Source: the Calgary Herald article Men dominate top jobs in energy industry

Random links

YWCA drops the word Christian from its historic name to call itself Platform 51
I can't say that I'm surprised that they'd say that this no longer represents what the organization is. I do wonder a little about the organization's new name as it seems a little odd/bland. Is this name change UK-only? "The Young Women’s Christian Association has dropped its historic title after 156 years because ‘it no longer stands for who we are’. Instead the organisation – which is mainly funded by legacies left by Christian supporters over 15 decades – will be known as ‘Platform 51’."

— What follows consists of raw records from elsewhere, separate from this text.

//! Shared open/closed state for the collapsible parts.

use std::collections::BTreeMap;
use std::sync::{Arc, Mutex, MutexGuard, RwLock};

use uidom::{EnterTransition, ExitTransition, Style};

use crate::native_id::NativeId;
use crate::state::State;

/// Functional update applied to the open flag.
#[derive(Debug, Clone, Copy, PartialEq, Eq)]
pub enum OpenAction {
    Set(bool),
    /// `open -> !open`, evaluated against the latest value.
    Toggle,
}

impl OpenAction {
    pub fn apply(self, prev: bool) -> bool {
        match self {
            OpenAction::Set(value) => value,
            OpenAction::Toggle => !prev,
        }
    }
}

/// External setter for controlled mode.
pub type SetOpen = Arc<dyn Fn(OpenAction) + Send + Sync>;

/// Presence change of the content region.
#[derive(Debug, Clone, Copy, PartialEq)]
pub enum VisibilityTransition {
    Entering(EnterTransition),
    Exiting(ExitTransition),
}

impl VisibilityTransition {
    pub fn is_entering(&self) -> bool {
        matches!(self, VisibilityTransition::Entering(_))
    }
}

type Listener = Arc<dyn Fn(VisibilityTransition) + Send + Sync>;

/// Configuration for a [`Collapsible`](super::Collapsible).
///
/// Supplying `open` selects controlled mode; the widget then only ever
/// reports changes through `set_open` and follows whatever value the owner
/// pushes back with `sync_open`.
#[derive(Clone)]
pub struct CollapsibleProps {
    pub open: Option<bool>,
    pub set_open: Option<SetOpen>,
    pub default_open: bool,
    pub disabled: bool,
    pub style: Style,
    /// Pass-through attributes for the container element.
    pub data: BTreeMap<String, String>,
    pub content_enter: EnterTransition,
    pub content_exit: ExitTransition,
}

impl Default for CollapsibleProps {
    fn default() -> Self {
        Self {
            open: None,
            set_open: None,
            default_open: false,
            disabled: false,
            style: Style::default(),
            data: BTreeMap::new(),
            content_enter: EnterTransition::fade_in_down(),
            content_exit: ExitTransition::fade_out_up().duration(super::CONTENT_EXIT_DURATION),
        }
    }
}

impl std::fmt::Debug for CollapsibleProps {
    fn fmt(&self, f: &mut std::fmt::Formatter<'_>) -> std::fmt::Result {
        f.debug_struct("CollapsibleProps")
            .field("open", &self.open)
            .field("set_open", &self.set_open.as_ref().map(|_| ".."))
            .field("default_open", &self.default_open)
            .field("disabled", &self.disabled)
            .field("data", &self.data)
            .finish_non_exhaustive()
    }
}

impl CollapsibleProps {
    pub fn new() -> Self {
        Self::default()
    }

    pub fn open(mut self, open: bool) -> Self {
        self.open = Some(open);
        self
    }

    pub fn set_open(mut self, set_open: impl Fn(OpenAction) + Send + Sync + 'static) -> Self {
        self.set_open = Some(Arc::new(set_open));
        self
    }

    pub fn default_open(mut self, default_open: bool) -> Self {
        self.default_open = default_open;
        self
    }

    pub fn disabled(mut self, disabled: bool) -> Self {
        self.disabled = disabled;
        self
    }

    pub fn style(mut self, style: Style) -> Self {
        self.style = style;
        self
    }

    pub fn attr(mut self, key: impl Into<String>, value: impl Into<String>) -> Self {
        self.data.insert(key.into(), value.into());
        self
    }

    pub fn content_transitions(mut self, enter: EnterTransition, exit: ExitTransition) -> Self {
        self.content_enter = enter;
        self.content_exit = exit;
        self
    }
}

fn noop_setter() -> SetOpen {
    Arc::new(|_: OpenAction| {})
}

/// Who owns the open flag. Decided once at construction.
pub(crate) enum OpenMode {
    Controlled {
        open: State<bool>,
        set_open: SetOpen,
    },
    Uncontrolled {
        open: State<bool>,
        /// Told about every internal change when only a setter was supplied.
        observer: Option<SetOpen>,
    },
}

impl OpenMode {
    fn resolve(props: &CollapsibleProps) -> Self {
        match (props.open, props.set_open.clone()) {
            (Some(open), set_open) => OpenMode::Controlled {
                open: State::new(open),
                set_open: set_open.unwrap_or_else(noop_setter),
            },
            (None, observer) => OpenMode::Uncontrolled {
                open: State::new(props.default_open),
                observer,
            },
        }
    }

    fn open(&self) -> &State<bool> {
        match self {
            OpenMode::Controlled { open, .. } | OpenMode::Uncontrolled { open, .. } => open,
        }
    }
}

/// State owned by the container and borrowed weakly by its parts.
pub(crate) struct Shared {
    pub native_id: NativeId,
    pub disabled: bool,
    pub content_enter: EnterTransition,
    pub content_exit: ExitTransition,
    mode: OpenMode,
    listeners: RwLock<Vec<Listener>>,
    /// Held from each flag write through its notification, so listeners see
    /// transitions in the order the flag changed.
    transitions: Mutex<()>,
}

impl Shared {
    pub fn new(props: &CollapsibleProps) -> Self {
        Self {
            native_id: NativeId::new(),
            disabled: props.disabled,
            content_enter: props.content_enter,
            content_exit: props.content_exit,
            mode: OpenMode::resolve(props),
            listeners: RwLock::new(Vec::new()),
            transitions: Mutex::new(()),
        }
    }

    pub fn is_open(&self) -> bool {
        self.mode.open().get()
    }

    pub fn is_controlled(&self) -> bool {
        matches!(self.mode, OpenMode::Controlled { .. })
    }

    pub fn needs_render(&self) -> bool {
        self.mode.open().is_dirty()
    }

    pub fn mark_rendered(&self) {
        self.mode.open().clear_dirty();
    }

    pub fn add_listener(&self, listener: Listener) {
        self.listeners
            .write()
            .unwrap_or_else(|poisoned| poisoned.into_inner())
            .push(listener);
    }

    /// Route `action` through the effective setter.
    ///
    /// Returns the open flag as it stands afterwards. In controlled mode that
    /// is unchanged until the owner calls `sync`.
    pub fn dispatch(&self, action: OpenAction) -> bool {
        match &self.mode {
            OpenMode::Controlled { open, set_open } => {
                log::debug!("[collapsible {}] {action:?} -> owner", self.native_id);
                set_open(action);
                open.get()
            }
            OpenMode::Uncontrolled { open, observer } => {
                let ordered = self.lock_transitions();
                let (prev, next) = open.update(|v| {
                    let prev = *v;
                    *v = action.apply(prev);
                    (prev, *v)
                });
                log::debug!("[collapsible {}] {action:?}: {prev} -> {next}", self.native_id);
                if prev != next {
                    self.notify(next);
                }
                drop(ordered);
                if let Some(observer) = observer {
                    observer(action);
                }
                next
            }
        }
    }

    /// Push a new controlled value. Ignored in uncontrolled mode.
    pub fn sync(&self, value: bool) {
        match &self.mode {
            OpenMode::Controlled { open, .. } => {
                let _ordered = self.lock_transitions();
                // Unchanged values leave the dirty flag alone.
                if open.get() == value {
                    return;
                }
                open.set(value);
                log::debug!("[collapsible {}] synced {} -> {value}", self.native_id, !value);
                self.notify(value);
            }
            OpenMode::Uncontrolled { .. } => {
                log::warn!(
                    "[collapsible {}] sync_open({value}) ignored: instance is uncontrolled",
                    self.native_id
                );
            }
        }
    }

    fn lock_transitions(&self) -> MutexGuard<'_, ()> {
        self.transitions
            .lock()
            .unwrap_or_else(|poisoned| poisoned.into_inner())
    }

    fn notify(&self, open: bool) {
        let transition = if open {
            VisibilityTransition::Entering(self.content_enter)
        } else {
            VisibilityTransition::Exiting(self.content_exit)
        };
        // Snapshot so listeners may register further listeners.
        let listeners: Vec<Listener> = self
            .listeners
            .read()
            .unwrap_or_else(|poisoned| poisoned.into_inner())
            .clone();
        for listener in listeners {
            listener(transition);
        }
    }
}
use super::{Border, Color, TextStyle};

#[derive(Debug, Clone, Default, PartialEq)]
pub struct Style {
    pub background: Option<Color>,
    pub foreground: Option<Color>,
    pub border: Option<Border>,
    pub border_color: Option<Color>,
    pub radius: Option<u16>,
    pub opacity: Option<f32>,
    pub text_style: Option<TextStyle>,
}

impl Style {
    pub fn new() -> Self {
        Self::default()
    }

    pub fn background(mut self, color: Color) -> Self {
        self.background = Some(color);
        self
    }

    pub fn foreground(mut self, color: Color) -> Self {
        self.foreground = Some(color);
        self
    }

    pub fn border(mut self, border: Border, color: Color) -> Self {
        self.border = Some(border);
        self.border_color = Some(color);
        self
    }

    pub fn radius(mut self, radius: u16) -> Self {
        self.radius = Some(radius);
        self
    }

    pub fn opacity(mut self, opacity: f32) -> Self {
        self.opacity = Some(opacity.clamp(0.0, 1.0));
        self
    }

    pub fn text_style(mut self, text_style: TextStyle) -> Self {
        self.text_style = Some(text_style);
        self
    }

    /// Layer `overrides` on top of this style. Fields set in `overrides` win.
    pub fn merge(self, overrides: &Style) -> Self {
        Self {
            background: overrides.background.clone().or(self.background),
            foreground: overrides.foreground.clone().or(self.foreground),
            border: overrides.border.or(self.border),
            border_color: overrides.border_color.clone().or(self.border_color),
            radius: overrides.radius.or(self.radius),
            opacity: overrides.opacity.or(self.opacity),
            text_style: overrides.text_style.or(self.text_style),
        }
    }
}
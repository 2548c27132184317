use uidom::{
    count_elements, find_element, Align, Border, Color, Content, DefaultTheme, Direction,
    EmptyTheme, Element, Justify, Rgb, Role, Style,
};

#[test]
fn test_generated_ids_are_unique() {
    let a = Element::box_();
    let b = Element::box_();
    assert_ne!(a.id, b.id);
    assert!(a.id.starts_with("box-"));
}

#[test]
fn test_row_and_pressable_defaults() {
    let row = Element::row();
    assert_eq!(row.direction, Direction::Row);
    assert!(!row.clickable);

    let pressable = Element::pressable();
    assert!(pressable.clickable);
    assert!(pressable.focusable);
    assert!(!pressable.disabled);
}

#[test]
fn test_child_appends() {
    let el = Element::col()
        .child(Element::text("a"))
        .children([Element::text("b"), Element::text("c")]);
    assert_eq!(el.child_elements().len(), 3);
    assert_eq!(count_elements(&el), 4);
}

#[test]
fn test_text_has_no_children() {
    let el = Element::text("hello");
    assert!(el.child_elements().is_empty());
    assert_eq!(el.content, Content::Text("hello".into()));
}

#[test]
fn test_find_element_nested() {
    let tree = Element::col().id("root").child(
        Element::row()
            .id("row")
            .child(Element::text("x").id("leaf")),
    );
    assert!(find_element(&tree, "leaf").is_some());
    assert!(find_element(&tree, "missing").is_none());
}

#[test]
fn test_semantic_builders() {
    let el = Element::pressable()
        .native_id("n1")
        .role(Role::Button)
        .aria_expanded(true)
        .aria_labelled_by("n0")
        .justify(Justify::SpaceBetween)
        .align(Align::Center);
    assert_eq!(el.native_id.as_deref(), Some("n1"));
    assert_eq!(el.role, Some(Role::Button));
    assert_eq!(el.aria.expanded, Some(true));
    assert_eq!(el.aria.labelled_by.as_deref(), Some("n0"));
}

#[test]
fn test_dump_is_indented_and_includes_semantics() {
    let tree = Element::col()
        .id("root")
        .role(Role::Presentation)
        .data("testID", "faq")
        .child(
            Element::pressable()
                .id("trigger")
                .native_id("n1")
                .aria_expanded(false)
                .disabled(true),
        )
        .child(Element::text("hi").id("label"));

    let dump = tree.dump();
    let lines: Vec<&str> = dump.lines().collect();
    assert_eq!(lines[0], "<root role=presentation testID=\"faq\">");
    assert_eq!(lines[1], "  <trigger nativeID=n1 aria-expanded=false disabled>");
    assert_eq!(lines[2], "  <label> \"hi\"");
}

#[test]
fn test_dump_prints_generated_ids() {
    let a = Element::col().id("root").child(Element::text("hi"));
    let b = Element::col().id("root").child(Element::text("hi"));
    assert_ne!(a.dump(), b.dump());
    assert!(a.dump().lines().nth(1).unwrap().starts_with("  <text-"));
}

#[test]
fn test_style_merge_overrides_win() {
    let base = Style::new()
        .background(Color::var("background"))
        .border(Border::Hairline, Color::var("input"))
        .radius(6);
    let extra = Style::new().background(Color::var("accent")).opacity(0.5);

    let merged = base.merge(&extra);
    assert_eq!(merged.background, Some(Color::var("accent")));
    assert_eq!(merged.border, Some(Border::Hairline));
    assert_eq!(merged.radius, Some(6));
    assert_eq!(merged.opacity, Some(0.5));
}

#[test]
fn test_opacity_clamped() {
    assert_eq!(Style::new().opacity(2.0).opacity, Some(1.0));
}

#[test]
fn test_color_resolution() {
    let theme = DefaultTheme::new();
    assert_eq!(Color::rgb(1, 2, 3).to_rgb(&theme), Rgb::new(1, 2, 3));
    let white = Color::var("background").to_rgb(&theme);
    assert!(white.r >= 254 && white.g >= 254 && white.b >= 254);
    assert_eq!(Color::var("missing").to_rgb(&theme), Rgb::default());
    assert_eq!(Color::var("background").to_rgb(&EmptyTheme), Rgb::default());
}

#[test]
fn test_color_dsl() {
    assert_eq!(Color::rgb(1, 2, 3).to_dsl(), "rgb(1, 2, 3)");
    assert_eq!(Color::var("border").to_dsl(), "border");
    assert_eq!(Color::oklcha(0.5, 0.1, 20.0, 0.5).to_dsl(), "oklch(0.5, 0.1, 20, 0.5)");
}
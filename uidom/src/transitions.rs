use std::time::Duration;

/// Default duration for presence transitions.
pub const DEFAULT_DURATION: Duration = Duration::from_millis(300);

/// Vertical travel of the fade presets, in points.
pub const FADE_OFFSET: f32 = 25.0;

/// Easing function for transitions.
#[derive(Debug, Clone, Copy, Default, PartialEq, Eq)]
pub enum Easing {
    #[default]
    Linear,
    EaseIn,
    EaseOut,
    EaseInOut,
}

impl Easing {
    /// Apply easing to progress (0.0 to 1.0).
    pub fn apply(self, t: f32) -> f32 {
        let t = t.clamp(0.0, 1.0);
        match self {
            Easing::Linear => t,
            Easing::EaseIn => t * t,
            Easing::EaseOut => 1.0 - (1.0 - t) * (1.0 - t),
            Easing::EaseInOut => {
                if t < 0.5 {
                    2.0 * t * t
                } else {
                    1.0 - (-2.0 * t + 2.0).powi(2) / 2.0
                }
            }
        }
    }
}

/// Visual state of an element at one instant of a presence transition.
#[derive(Debug, Clone, Copy, PartialEq)]
pub struct Frame {
    pub opacity: f32,
    /// Vertical displacement; negative is up.
    pub offset_y: f32,
}

impl Frame {
    pub const SETTLED: Frame = Frame {
        opacity: 1.0,
        offset_y: 0.0,
    };

    pub(crate) fn lerp(from: Frame, to: Frame, t: f32) -> Frame {
        Frame {
            opacity: from.opacity + (to.opacity - from.opacity) * t,
            offset_y: from.offset_y + (to.offset_y - from.offset_y) * t,
        }
    }
}

/// Played when an element mounts: animates from `from` to [`Frame::SETTLED`].
#[derive(Debug, Clone, Copy, PartialEq)]
pub struct EnterTransition {
    pub duration: Duration,
    pub easing: Easing,
    pub from: Frame,
}

impl EnterTransition {
    /// Fade in while sliding down into place.
    pub fn fade_in_down() -> Self {
        Self {
            duration: DEFAULT_DURATION,
            easing: Easing::EaseOut,
            from: Frame {
                opacity: 0.0,
                offset_y: -FADE_OFFSET,
            },
        }
    }

    /// Plain fade in.
    pub fn fade_in() -> Self {
        Self {
            duration: DEFAULT_DURATION,
            easing: Easing::EaseOut,
            from: Frame {
                opacity: 0.0,
                offset_y: 0.0,
            },
        }
    }

    pub fn duration(mut self, duration: Duration) -> Self {
        self.duration = duration;
        self
    }

    pub fn easing(mut self, easing: Easing) -> Self {
        self.easing = easing;
        self
    }

    /// Frame at `progress` (0.0 to 1.0) through the transition.
    pub fn sample(&self, progress: f32) -> Frame {
        Frame::lerp(self.from, Frame::SETTLED, self.easing.apply(progress))
    }
}

/// Played when an element unmounts: animates from [`Frame::SETTLED`] to `to`.
#[derive(Debug, Clone, Copy, PartialEq)]
pub struct ExitTransition {
    pub duration: Duration,
    pub easing: Easing,
    pub to: Frame,
}

impl ExitTransition {
    /// Fade out while sliding up.
    pub fn fade_out_up() -> Self {
        Self {
            duration: DEFAULT_DURATION,
            easing: Easing::EaseIn,
            to: Frame {
                opacity: 0.0,
                offset_y: -FADE_OFFSET,
            },
        }
    }

    /// Plain fade out.
    pub fn fade_out() -> Self {
        Self {
            duration: DEFAULT_DURATION,
            easing: Easing::EaseIn,
            to: Frame {
                opacity: 0.0,
                offset_y: 0.0,
            },
        }
    }

    pub fn duration(mut self, duration: Duration) -> Self {
        self.duration = duration;
        self
    }

    pub fn easing(mut self, easing: Easing) -> Self {
        self.easing = easing;
        self
    }

    pub fn sample(&self, progress: f32) -> Frame {
        Frame::lerp(Frame::SETTLED, self.to, self.easing.apply(progress))
    }
}

/// Fraction of `duration` covered by `elapsed`, clamped to 1.0.
pub fn progress(elapsed: Duration, duration: Duration) -> f32 {
    if duration.is_zero() {
        1.0
    } else {
        (elapsed.as_secs_f32() / duration.as_secs_f32()).min(1.0)
    }
}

The not-so-great Islamist menace
"Terrorist plots against Europe are on the decline, statistics show, and the majority are not coming from Muslims" - I wonder a little bit if in the author's classification he's only speaking of one successful Islamist related terrorist attack versus the number of attempts. The author does temper his conclusion by noting that "Now, I don't want to overdo the point. Europe has major problems with the integration of its Muslim populations and the threat of Islamist terrorism is real. It's also important to note that the number of attacks does not indicate the full extent of the danger, since Islamists, unlike most terrorists, seek to commit indiscriminate slaughter." One of the things that I was wondering was just how many of these terrorist attacks in Europe actually involved casualties. Still something worth thinking about for a while.
Opting out of marrying same-sex couples unconstitutional: Sask. court rules
Not sure how many Canadian jurisdictions have had courts address this question.
Computers That See You and Keep Watch Over You
I'm a little undecided on just how much I want to have systems like this active in some of the situations they describe. Sometimes it might improve health and safety - but it would be nice not to always have everything you do being monitored.